◆ Task prompt: All entries must be returned precisely as they appear.

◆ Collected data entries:
use crate::error::{Result, ScrapeError};
use serde::{Deserialize, Serialize};
use std::time::{Duration, Instant};

/// Bounded polling policy: how long to keep probing and how often
#[derive(Debug, Clone, Copy, PartialEq, Eq, Serialize, Deserialize)]
pub struct WaitPolicy {
    /// Give up after this many milliseconds
    pub timeout_ms: u64,

    /// Pause between probes
    pub poll_interval_ms: u64,
}

impl WaitPolicy {
    pub const fn new(timeout: Duration, poll_interval: Duration) -> Self {
        Self { timeout_ms: timeout.as_millis() as u64, poll_interval_ms: poll_interval.as_millis() as u64 }
    }

    pub fn timeout(&self) -> Duration {
        Duration::from_millis(self.timeout_ms)
    }

    pub fn poll_interval(&self) -> Duration {
        Duration::from_millis(self.poll_interval_ms)
    }
}

impl Default for WaitPolicy {
    fn default() -> Self {
        Self::new(Duration::from_secs(15), Duration::from_millis(250))
    }
}

/// Probe until it reports `true` or the policy's timeout elapses.
///
/// The probe always runs at least once. Errors from the probe abort the wait
/// immediately; running out of time yields [`ScrapeError::Timeout`] naming `what`.
pub fn poll_until<F>(policy: &WaitPolicy, what: &str, mut probe: F) -> Result<()>
where
    F: FnMut() -> Result<bool>,
{
    let deadline = Instant::now() + policy.timeout();

    loop {
        if probe()? {
            return Ok(());
        }

        let now = Instant::now();
        if now >= deadline {
            return Err(ScrapeError::Timeout { what: what.to_string(), timeout: policy.timeout() });
        }

        std::thread::sleep(policy.poll_interval().min(deadline - now));
    }
}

◆ Result:
use crate::error::{Result, ScrapeError};
use serde::{Deserialize, Serialize};
use std::time::{Duration, Instant};

/// Bounded polling policy: how long to keep probing and how often
#[derive(Debug, Clone, Copy, PartialEq, Eq, Serialize, Deserialize)]
pub struct WaitPolicy {
    /// Give up after this many milliseconds
    pub timeout_ms: u64,

    /// Pause between probes
    pub poll_interval_ms: u64,
}

impl WaitPolicy {
    pub const fn new(timeout: Duration, poll_interval: Duration) -> Self {
        Self { timeout_ms: timeout.as_millis() as u64, poll_interval_ms: poll_interval.as_millis() as u64 }
    }

    pub fn timeout(&self) -> Duration {
        Duration::from_millis(self.timeout_ms)
    }

    pub fn poll_interval(&self) -> Duration {
        Duration::from_millis(self.poll_interval_ms)
    }
}

impl Default for WaitPolicy {
    fn default() -> Self {
        Self::new(Duration::from_secs(15), Duration::from_millis(250))
    }
}

/// Probe until it reports `true` or the policy's timeout elapses.
///
/// The probe always runs at least once. Errors from the probe abort the wait
/// immediately; running out of time yields [`ScrapeError::Timeout`] naming `what`.
pub fn poll_until<F>(policy: &WaitPolicy, what: &str, mut probe: F) -> Result<()>
where
    F: FnMut() -> Result<bool>,
{
    let deadline = Instant::now() + policy.timeout();

    loop {
        if probe()? {
            return Ok(());
        }

        let now = Instant::now();
        if now >= deadline {
            return Err(ScrapeError::Timeout { what: what.to_string(), timeout: policy.timeout() });
        }

        std::thread::sleep(policy.poll_interval().min(deadline - now));
    }
}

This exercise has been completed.